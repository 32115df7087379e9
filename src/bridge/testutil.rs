use std::collections::HashMap;
use std::sync::atomic::{AtomicI64, Ordering};
use std::sync::Mutex;

use async_trait::async_trait;
use tempfile::NamedTempFile;

use crate::config::DatabaseConfig;
use crate::db::DatabaseManager;
use crate::discourse::{
    Category, CreatedPost, CreatedTopic, ForumError, ForumPort, ForumUser, NewForumUser,
    TopicDetails,
};
use crate::gchat::{ChatError, ChatMessage, ChatPort, ChatSender, ChatSpace, ChatThread, MessagePage};

/// Real SQLite store on a temp file; the file guard must outlive the
/// manager.
pub(crate) async fn temp_db() -> (DatabaseManager, NamedTempFile) {
    let file = NamedTempFile::new().expect("temp sqlite file");
    let config = DatabaseConfig {
        filename: Some(file.path().to_string_lossy().to_string()),
    };
    let manager = DatabaseManager::new(&config);
    manager.migrate().await.expect("migrate");
    (manager, file)
}

pub(crate) fn sender(id: &str, display_name: &str) -> ChatSender {
    ChatSender {
        name: id.to_string(),
        display_name: Some(display_name.to_string()),
        email: None,
        sender_type: Some("HUMAN".to_string()),
    }
}

pub(crate) fn message(name: &str, text: &str, thread: Option<&str>) -> ChatMessage {
    ChatMessage {
        name: name.to_string(),
        text: if text.is_empty() {
            None
        } else {
            Some(text.to_string())
        },
        thread: thread.map(|t| ChatThread {
            name: t.to_string(),
        }),
        sender: Some(sender("users/1", "John Doe")),
        create_time: None,
    }
}

/// Scriptable in-memory Google Chat. Page tokens are page indexes.
#[derive(Default)]
pub(crate) struct MockChat {
    pub spaces: Mutex<HashMap<String, ChatSpace>>,
    pub pages: Mutex<Vec<MessagePage>>,
    pub created: Mutex<Vec<ChatMessage>>,
    pub updated: Mutex<Vec<(String, String)>>,
    pub fail_create: Mutex<bool>,
    counter: AtomicI64,
}

impl MockChat {
    pub fn with_space(self, space_id: &str, display_name: &str) -> Self {
        self.spaces.lock().unwrap().insert(
            space_id.to_string(),
            ChatSpace {
                name: space_id.to_string(),
                display_name: Some(display_name.to_string()),
                space_type: Some("SPACE".to_string()),
            },
        );
        self
    }

    pub fn with_pages(self, pages: Vec<MessagePage>) -> Self {
        *self.pages.lock().unwrap() = pages;
        self
    }
}

#[async_trait]
impl ChatPort for MockChat {
    async fn get_space(&self, space_id: &str) -> Result<Option<ChatSpace>, ChatError> {
        Ok(self.spaces.lock().unwrap().get(space_id).cloned())
    }

    async fn list_messages(
        &self,
        _space_id: &str,
        page_token: Option<&str>,
    ) -> Result<MessagePage, ChatError> {
        let index = page_token
            .map(|t| t.parse::<usize>().unwrap_or(0))
            .unwrap_or(0);
        Ok(self
            .pages
            .lock()
            .unwrap()
            .get(index)
            .cloned()
            .unwrap_or_default())
    }

    async fn create_message(
        &self,
        space_id: &str,
        text: &str,
        thread_id: Option<&str>,
    ) -> Result<ChatMessage, ChatError> {
        if *self.fail_create.lock().unwrap() {
            return Err(ChatError::Api {
                status: 503,
                message: "mock chat outage".to_string(),
            });
        }

        let n = self.counter.fetch_add(1, Ordering::SeqCst);
        let thread_name = thread_id
            .map(str::to_string)
            .unwrap_or_else(|| format!("{space_id}/threads/new{n}"));
        let message = ChatMessage {
            name: format!("{space_id}/messages/created{n}"),
            text: Some(text.to_string()),
            thread: Some(ChatThread { name: thread_name }),
            sender: None,
            create_time: None,
        };
        self.created.lock().unwrap().push(message.clone());
        Ok(message)
    }

    async fn update_message(
        &self,
        message_name: &str,
        text: &str,
    ) -> Result<ChatMessage, ChatError> {
        self.updated
            .lock()
            .unwrap()
            .push((message_name.to_string(), text.to_string()));
        Ok(ChatMessage {
            name: message_name.to_string(),
            text: Some(text.to_string()),
            thread: None,
            sender: None,
            create_time: None,
        })
    }

    async fn get_space_members(&self, _space_id: &str) -> Result<Vec<ChatSender>, ChatError> {
        Ok(Vec::new())
    }
}

#[derive(Debug, Clone, Copy, PartialEq, Eq)]
pub(crate) enum UserCreation {
    Succeed,
    Conflict,
    Fail,
}

/// Scriptable in-memory Discourse.
pub(crate) struct MockForum {
    pub categories: Mutex<HashMap<i64, Category>>,
    pub topics: Mutex<HashMap<i64, TopicDetails>>,
    pub users: Mutex<HashMap<String, ForumUser>>,
    pub created_categories: Mutex<Vec<(String, Option<i64>)>>,
    pub created_topics: Mutex<Vec<(String, String, i64, Option<String>)>>,
    pub created_posts: Mutex<Vec<(i64, String, Option<String>)>>,
    pub updated_posts: Mutex<Vec<(i64, String)>>,
    pub created_users: Mutex<Vec<NewForumUser>>,
    pub user_creation: Mutex<UserCreation>,
    /// `create_topic`/`create_post` fail when the raw body contains this.
    pub fail_when_raw_contains: Mutex<Option<String>>,
    next_id: AtomicI64,
}

impl Default for MockForum {
    fn default() -> Self {
        Self {
            categories: Mutex::default(),
            topics: Mutex::default(),
            users: Mutex::default(),
            created_categories: Mutex::default(),
            created_topics: Mutex::default(),
            created_posts: Mutex::default(),
            updated_posts: Mutex::default(),
            created_users: Mutex::default(),
            user_creation: Mutex::new(UserCreation::Succeed),
            fail_when_raw_contains: Mutex::new(None),
            next_id: AtomicI64::new(100),
        }
    }
}

impl MockForum {
    pub fn with_category(self, id: i64, name: &str) -> Self {
        self.categories.lock().unwrap().insert(
            id,
            Category {
                id,
                name: name.to_string(),
                parent_category_id: None,
                slug: None,
            },
        );
        self
    }

    pub fn with_topic(self, details: TopicDetails) -> Self {
        self.topics.lock().unwrap().insert(details.id, details);
        self
    }

    fn next_id(&self) -> i64 {
        self.next_id.fetch_add(1, Ordering::SeqCst)
    }

    fn should_fail(&self, raw: &str) -> bool {
        self.fail_when_raw_contains
            .lock()
            .unwrap()
            .as_deref()
            .is_some_and(|needle| raw.contains(needle))
    }
}

#[async_trait]
impl ForumPort for MockForum {
    async fn get_category(&self, category_id: i64) -> Result<Option<Category>, ForumError> {
        Ok(self.categories.lock().unwrap().get(&category_id).cloned())
    }

    async fn create_category(
        &self,
        name: &str,
        parent_category_id: Option<i64>,
    ) -> Result<Category, ForumError> {
        let id = self.next_id();
        let category = Category {
            id,
            name: name.to_string(),
            parent_category_id,
            slug: None,
        };
        self.categories.lock().unwrap().insert(id, category.clone());
        self.created_categories
            .lock()
            .unwrap()
            .push((name.to_string(), parent_category_id));
        Ok(category)
    }

    async fn create_topic(
        &self,
        title: &str,
        raw: &str,
        category_id: i64,
        as_username: Option<&str>,
    ) -> Result<CreatedTopic, ForumError> {
        if self.should_fail(raw) {
            return Err(ForumError::Api {
                status: 503,
                message: "mock forum outage".to_string(),
            });
        }
        let topic_id = self.next_id();
        let post_id = self.next_id();
        self.created_topics.lock().unwrap().push((
            title.to_string(),
            raw.to_string(),
            category_id,
            as_username.map(str::to_string),
        ));
        Ok(CreatedTopic { topic_id, post_id })
    }

    async fn create_post(
        &self,
        topic_id: i64,
        raw: &str,
        as_username: Option<&str>,
    ) -> Result<CreatedPost, ForumError> {
        if self.should_fail(raw) {
            return Err(ForumError::Api {
                status: 503,
                message: "mock forum outage".to_string(),
            });
        }
        let post_id = self.next_id();
        self.created_posts.lock().unwrap().push((
            topic_id,
            raw.to_string(),
            as_username.map(str::to_string),
        ));
        Ok(CreatedPost {
            id: post_id,
            topic_id: Some(topic_id),
            username: as_username.map(str::to_string),
        })
    }

    async fn update_post(&self, post_id: i64, raw: &str) -> Result<(), ForumError> {
        self.updated_posts
            .lock()
            .unwrap()
            .push((post_id, raw.to_string()));
        Ok(())
    }

    async fn get_topic(&self, topic_id: i64) -> Result<Option<TopicDetails>, ForumError> {
        Ok(self.topics.lock().unwrap().get(&topic_id).cloned())
    }

    async fn create_user(&self, request: &NewForumUser) -> Result<(), ForumError> {
        self.created_users.lock().unwrap().push(request.clone());
        match *self.user_creation.lock().unwrap() {
            UserCreation::Succeed => {
                let id = self.next_id();
                self.users.lock().unwrap().insert(
                    request.username.clone(),
                    ForumUser {
                        id,
                        username: request.username.clone(),
                        name: Some(request.name.clone()),
                    },
                );
                Ok(())
            }
            UserCreation::Conflict => Err(ForumError::Conflict(
                "username already taken".to_string(),
            )),
            UserCreation::Fail => Err(ForumError::Api {
                status: 500,
                message: "mock forum outage".to_string(),
            }),
        }
    }

    async fn get_user(&self, username: &str) -> Result<Option<ForumUser>, ForumError> {
        Ok(self.users.lock().unwrap().get(username).cloned())
    }
}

:: TASK TO CARRY OUT ::
Using the listing above, report each line that mentions the word "Succeed".

:: SOLUTION FOR THIS TASK ::
    Succeed,
            user_creation: Mutex::new(UserCreation::Succeed),
            UserCreation::Succeed => {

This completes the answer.